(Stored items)
+ + + + + + +
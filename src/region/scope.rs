//! Region values
//!
//! [`Scope`] is the self-contained record emitted by the scanner and used
//! as the tree's node key. [`Region`] borrows the sequence it indexes and
//! answers questions that need the surrounding values (neighbors, whether
//! the interval is a peak or a valley).

use std::cmp::Ordering;
use std::fmt;
use std::hash::{Hash, Hasher};
use std::ops::Range;

use crate::PeakError;

/// Peak or valley region: half-open interval plus extremum and cutoff.
///
/// Equality and hashing use `(start, stop, argext, argcut)`. Two scopes
/// over the same interval with different orientation (one peak, one
/// valley) stay distinct keys unless both positions coincide.
///
/// `PartialOrd` is the nesting order: `a < b` iff `a`'s interval is
/// strictly inside `b`'s. Disjoint or overlapping scopes are unordered.
#[derive(Debug, Clone, Copy)]
#[cfg_attr(feature = "serde", derive(serde::Serialize, serde::Deserialize))]
pub struct Scope {
    /// First index (inclusive)
    pub start: usize,

    /// End index (exclusive)
    pub stop: usize,

    /// Position of the (first) extremum
    pub argext: usize,

    /// Position of the (first) cutoff
    pub argcut: usize,

    /// Maximum of a peak region, minimum of a valley region
    pub extremum: f64,

    /// Minimum of a peak region, maximum of a valley region
    pub cutoff: f64,
}

impl Scope {
    /// Create a scope from its six fields
    pub fn new(
        start: usize,
        stop: usize,
        argext: usize,
        argcut: usize,
        extremum: f64,
        cutoff: f64,
    ) -> Self {
        Self {
            start,
            stop,
            argext,
            argcut,
            extremum,
            cutoff,
        }
    }

    /// Index of the last item
    #[inline]
    pub fn istop(&self) -> usize {
        self.stop - 1
    }

    /// Number of items covered
    #[inline]
    pub fn len(&self) -> usize {
        self.stop - self.start
    }

    /// Whether the interval is empty (never true for scanner output)
    #[inline]
    pub fn is_empty(&self) -> bool {
        self.stop <= self.start
    }

    /// Covered indices
    pub fn interval(&self) -> Range<usize> {
        self.start..self.stop
    }

    /// Whether `index` lies inside the interval
    #[inline]
    pub fn contains(&self, index: usize) -> bool {
        self.start <= index && index < self.stop
    }

    /// Largest value in the region
    pub fn max(&self) -> f64 {
        self.extremum.max(self.cutoff)
    }

    /// Smallest value in the region
    pub fn min(&self) -> f64 {
        self.extremum.min(self.cutoff)
    }

    /// Position of the largest value
    pub fn argmax(&self) -> usize {
        if self.cutoff > self.extremum {
            self.argcut
        } else {
            self.argext
        }
    }

    /// Position of the smallest value
    pub fn argmin(&self) -> usize {
        if self.cutoff < self.extremum {
            self.argcut
        } else {
            self.argext
        }
    }

    /// Vertical extent `|extremum - cutoff|`
    #[inline]
    pub fn size(&self) -> f64 {
        (self.extremum - self.cutoff).abs()
    }

    /// Interval is contained in (or equal to) `other`'s
    pub fn is_subset(&self, other: &Scope) -> bool {
        other.start <= self.start && self.stop <= other.stop
    }

    /// Interval is strictly contained in `other`'s
    pub fn is_strict_subset(&self, other: &Scope) -> bool {
        self.is_subset(other) && (self.start, self.stop) != (other.start, other.stop)
    }

    /// Same scope with every position shifted right by `offset`
    pub fn offset_by(&self, offset: usize) -> Self {
        Self {
            start: self.start + offset,
            stop: self.stop + offset,
            argext: self.argext + offset,
            argcut: self.argcut + offset,
            ..*self
        }
    }

    /// Project this scope onto the sequence it was found in
    pub fn region<'a>(&self, values: &'a [f64]) -> Result<Region<'a>, PeakError> {
        Region::new(self.start, self.stop, values)
    }

    fn key(&self) -> (usize, usize, usize, usize) {
        (self.start, self.stop, self.argext, self.argcut)
    }
}

impl PartialEq for Scope {
    fn eq(&self, other: &Self) -> bool {
        self.key() == other.key()
    }
}

impl Eq for Scope {}

impl Hash for Scope {
    fn hash<H: Hasher>(&self, state: &mut H) {
        self.key().hash(state);
    }
}

impl PartialOrd for Scope {
    fn partial_cmp(&self, other: &Self) -> Option<Ordering> {
        if self == other {
            Some(Ordering::Equal)
        } else if self.is_strict_subset(other) {
            Some(Ordering::Less)
        } else if other.is_strict_subset(self) {
            Some(Ordering::Greater)
        } else {
            None
        }
    }
}

impl fmt::Display for Scope {
    fn fmt(&self, f: &mut fmt::Formatter<'_>) -> fmt::Result {
        write!(f, "{}:{}", self.start, self.stop)
    }
}

/// Half-open interval over a borrowed sequence of values
#[derive(Debug, Clone, Copy)]
pub struct Region<'a> {
    start: usize,
    stop: usize,
    values: &'a [f64],
}

impl<'a> Region<'a> {
    /// Create region `start:stop` over `values`
    pub fn new(start: usize, stop: usize, values: &'a [f64]) -> Result<Self, PeakError> {
        if start >= stop || stop > values.len() {
            return Err(PeakError::InvalidInput(format!(
                "region {}:{} does not fit a sequence of length {}",
                start,
                stop,
                values.len()
            )));
        }
        Ok(Self {
            start,
            stop,
            values,
        })
    }

    /// First index (inclusive)
    pub fn start(&self) -> usize {
        self.start
    }

    /// End index (exclusive)
    pub fn stop(&self) -> usize {
        self.stop
    }

    /// Index of the last item
    pub fn istop(&self) -> usize {
        self.stop - 1
    }

    /// Number of items covered
    pub fn len(&self) -> usize {
        self.stop - self.start
    }

    /// Always false; construction rejects empty intervals
    pub fn is_empty(&self) -> bool {
        false
    }

    /// The whole underlying sequence
    pub fn values(&self) -> &'a [f64] {
        self.values
    }

    /// Whether `index` lies inside the region
    pub fn contains(&self, index: usize) -> bool {
        self.start <= index && index < self.stop
    }

    /// Covered indices
    pub fn indices(&self) -> Range<usize> {
        self.start..self.stop
    }

    /// Values inside the region
    pub fn subarray(&self) -> &'a [f64] {
        &self.values[self.start..self.stop]
    }

    /// Same interval cut out of another array (e.g. x-coordinates)
    pub fn subarray_of<'b, T>(&self, other: &'b [T]) -> Option<&'b [T]> {
        other.get(self.start..self.stop)
    }

    /// Largest value inside the region
    pub fn max(&self) -> f64 {
        self.subarray()
            .iter()
            .copied()
            .fold(f64::NEG_INFINITY, f64::max)
    }

    /// Smallest value inside the region
    pub fn min(&self) -> f64 {
        self.subarray().iter().copied().fold(f64::INFINITY, f64::min)
    }

    /// Index of the first maximum
    pub fn argmax(&self) -> usize {
        let max = self.max();
        self.indices()
            .find(|&i| self.values[i] == max)
            .unwrap_or(self.start)
    }

    /// Index of the first minimum
    pub fn argmin(&self) -> usize {
        let min = self.min();
        self.indices()
            .find(|&i| self.values[i] == min)
            .unwrap_or(self.start)
    }

    /// Distance between maximum and minimum
    pub fn size(&self) -> f64 {
        self.max() - self.min()
    }

    /// Index of the left neighbor, if any
    pub fn pre(&self) -> Option<usize> {
        self.start.checked_sub(1)
    }

    /// Index of the right neighbor, if any
    pub fn post(&self) -> Option<usize> {
        (self.stop < self.values.len()).then_some(self.stop)
    }

    /// Both neighbors (where present) lie strictly below the region
    pub fn is_peak(&self) -> bool {
        let min = self.min();
        self.neighbors().all(|v| v < min)
    }

    /// Both neighbors (where present) lie strictly above the region
    pub fn is_valley(&self) -> bool {
        let max = self.max();
        self.neighbors().all(|v| v > max)
    }

    /// Flat peak region
    pub fn is_local_maximum(&self) -> bool {
        self.size() == 0.0 && self.is_peak()
    }

    /// Flat valley region
    pub fn is_local_minimum(&self) -> bool {
        self.size() == 0.0 && self.is_valley()
    }

    /// Whether both regions index the same sequence object
    pub fn same_sequence(&self, other: &Region<'_>) -> bool {
        std::ptr::eq(self.values.as_ptr(), other.values.as_ptr())
            && self.values.len() == other.values.len()
    }

    /// Nesting comparison; `Less` means strictly inside `other`.
    ///
    /// Fails with [`PeakError::MismatchedSequence`] when the regions
    /// index different sequences.
    pub fn try_nesting(&self, other: &Region<'_>) -> Result<Option<Ordering>, PeakError> {
        if !self.same_sequence(other) {
            return Err(PeakError::MismatchedSequence);
        }
        let inside = other.start <= self.start && self.stop <= other.stop;
        let outside = self.start <= other.start && other.stop <= self.stop;
        Ok(match (inside, outside) {
            (true, true) => Some(Ordering::Equal),
            (true, false) => Some(Ordering::Less),
            (false, true) => Some(Ordering::Greater),
            (false, false) => None,
        })
    }

    fn neighbors(&self) -> impl Iterator<Item = f64> + '_ {
        self.pre()
            .into_iter()
            .chain(self.post())
            .map(move |i| self.values[i])
    }
}

impl PartialEq for Region<'_> {
    fn eq(&self, other: &Self) -> bool {
        self.same_sequence(other) && self.start == other.start && self.stop == other.stop
    }
}

impl fmt::Display for Region<'_> {
    fn fmt(&self, f: &mut fmt::Formatter<'_>) -> fmt::Result {
        write!(f, "{}:{}", self.start, self.stop)
    }
}

#[cfg(test)]
mod tests {
    use super::*;

    static DATA: [f64; 10] = [10.0, 30.0, 40.0, 30.0, 10.0, 50.0, 70.0, 70.0, 50.0, 80.0];

    #[test]
    fn test_scope_identity_ignores_values() {
        let a = Scope::new(1, 4, 2, 1, 40.0, 30.0);
        let b = Scope::new(1, 4, 2, 1, -1.0, -1.0);
        let valley = Scope::new(1, 4, 1, 2, 30.0, 40.0);
        assert_eq!(a, b);
        assert_ne!(a, valley);
        assert_eq!(a.partial_cmp(&valley), None);
    }

    #[test]
    fn test_flat_peak_and_valley_share_a_key() {
        let flat = [5.0, 5.0, 5.0];
        let peaks: Vec<Scope> = crate::region::find_peaks(flat).unwrap().collect();
        let valleys: Vec<Scope> = crate::region::find_valleys(flat).unwrap().collect();
        assert_eq!(peaks.len(), 1);
        assert_eq!((peaks[0].argext, peaks[0].argcut), (0, 0));
        assert_eq!(peaks, valleys);

        let keys: std::collections::HashSet<Scope> =
            peaks.iter().chain(&valleys).copied().collect();
        assert_eq!(keys.len(), 1);
    }

    #[test]
    fn test_scope_nesting_order() {
        let outer = Scope::new(0, 10, 9, 0, 80.0, 10.0);
        let inner = Scope::new(1, 4, 2, 1, 40.0, 30.0);
        let apart = Scope::new(5, 10, 9, 5, 80.0, 50.0);
        assert!(inner < outer);
        assert!(outer > inner);
        assert_eq!(inner.partial_cmp(&apart), None);
        assert!(inner <= inner);
    }

    #[test]
    fn test_scope_derived_values() {
        let peak = Scope::new(1, 4, 2, 1, 40.0, 30.0);
        assert_eq!(peak.istop(), 3);
        assert_eq!(peak.len(), 3);
        assert_eq!(peak.max(), 40.0);
        assert_eq!(peak.argmax(), 2);
        assert_eq!(peak.argmin(), 1);
        assert_eq!(peak.size(), 10.0);
        assert_eq!(peak.to_string(), "1:4");
        assert_eq!(peak.offset_by(5).to_string(), "6:9");
        assert_eq!(peak.offset_by(5).argext, 7);
    }

    #[test]
    fn test_region_queries() {
        let region = Region::new(1, 4, &DATA).unwrap();
        assert_eq!(region.subarray(), &[30.0, 40.0, 30.0]);
        assert_eq!(region.pre(), Some(0));
        assert_eq!(region.post(), Some(4));
        assert_eq!(region.argmax(), 2);
        assert_eq!(region.argmin(), 1);
        assert!(region.is_peak());
        assert!(!region.is_valley());
        assert!(!region.is_local_maximum());

        let top = Region::new(9, 10, &DATA).unwrap();
        assert_eq!(top.post(), None);
        assert!(top.is_local_maximum());

        let plateau = Region::new(6, 8, &DATA).unwrap();
        assert!(plateau.is_local_maximum());
        assert_eq!(plateau.subarray_of(&["a", "b", "c", "d", "e", "f", "g", "h", "i", "j"]), Some(&["g", "h"][..]));
    }

    #[test]
    fn test_region_rejects_bad_bounds() {
        assert!(matches!(
            Region::new(3, 11, &DATA),
            Err(PeakError::InvalidInput(_))
        ));
        assert!(Region::new(4, 4, &DATA).is_err());
    }

    #[test]
    fn test_mismatched_sequence() {
        let other = DATA.to_vec();
        let a = Region::new(1, 4, &DATA).unwrap();
        let b = Region::new(0, 10, &other).unwrap();
        assert!(matches!(
            a.try_nesting(&b),
            Err(PeakError::MismatchedSequence)
        ));
        let c = Region::new(0, 10, &DATA).unwrap();
        assert_eq!(a.try_nesting(&c).unwrap(), Some(Ordering::Less));
        assert_ne!(b, c);
    }
}
//! Arena handle for tree nodes
//!
//! A [`NodeId`] is the position of a region in the tree's construction
//! order, tagged with the tree that issued it. Handles are only meaningful
//! for that tree and its clones.

use std::fmt;
use std::sync::atomic::{AtomicU64, Ordering};

static NEXT_OWNER: AtomicU64 = AtomicU64::new(0);

/// Fresh tag for a newly constructed tree
pub(crate) fn next_owner() -> u64 {
    NEXT_OWNER.fetch_add(1, Ordering::Relaxed)
}

/// Index of a node in a [`Tree`](super::Tree) arena
#[derive(Debug, Clone, Copy, PartialEq, Eq, PartialOrd, Ord, Hash)]
pub struct NodeId {
    pub(crate) index: usize,
    pub(crate) owner: u64,
}

impl NodeId {
    pub(crate) fn new(index: usize, owner: u64) -> Self {
        Self { index, owner }
    }

    /// Zero-based construction index
    #[inline]
    pub fn index(self) -> usize {
        self.index
    }
}

impl fmt::Display for NodeId {
    fn fmt(&self, f: &mut fmt::Formatter<'_>) -> fmt::Result {
        write!(f, "#{}", self.index)
    }
}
+ + + + + + +
Return word for word the lines above from the line with "means strictly inside" to the line with "let outside = self.start", including both and leaving out all others.

    /// Nesting comparison; `Less` means strictly inside `other`.
    ///
    /// Fails with [`PeakError::MismatchedSequence`] when the regions
    /// index different sequences.
    pub fn try_nesting(&self, other: &Region<'_>) -> Result<Option<Ordering>, PeakError> {
        if !self.same_sequence(other) {
            return Err(PeakError::MismatchedSequence);
        }
        let inside = other.start <= self.start && self.stop <= other.stop;
        let outside = self.start <= other.start && other.stop <= self.stop;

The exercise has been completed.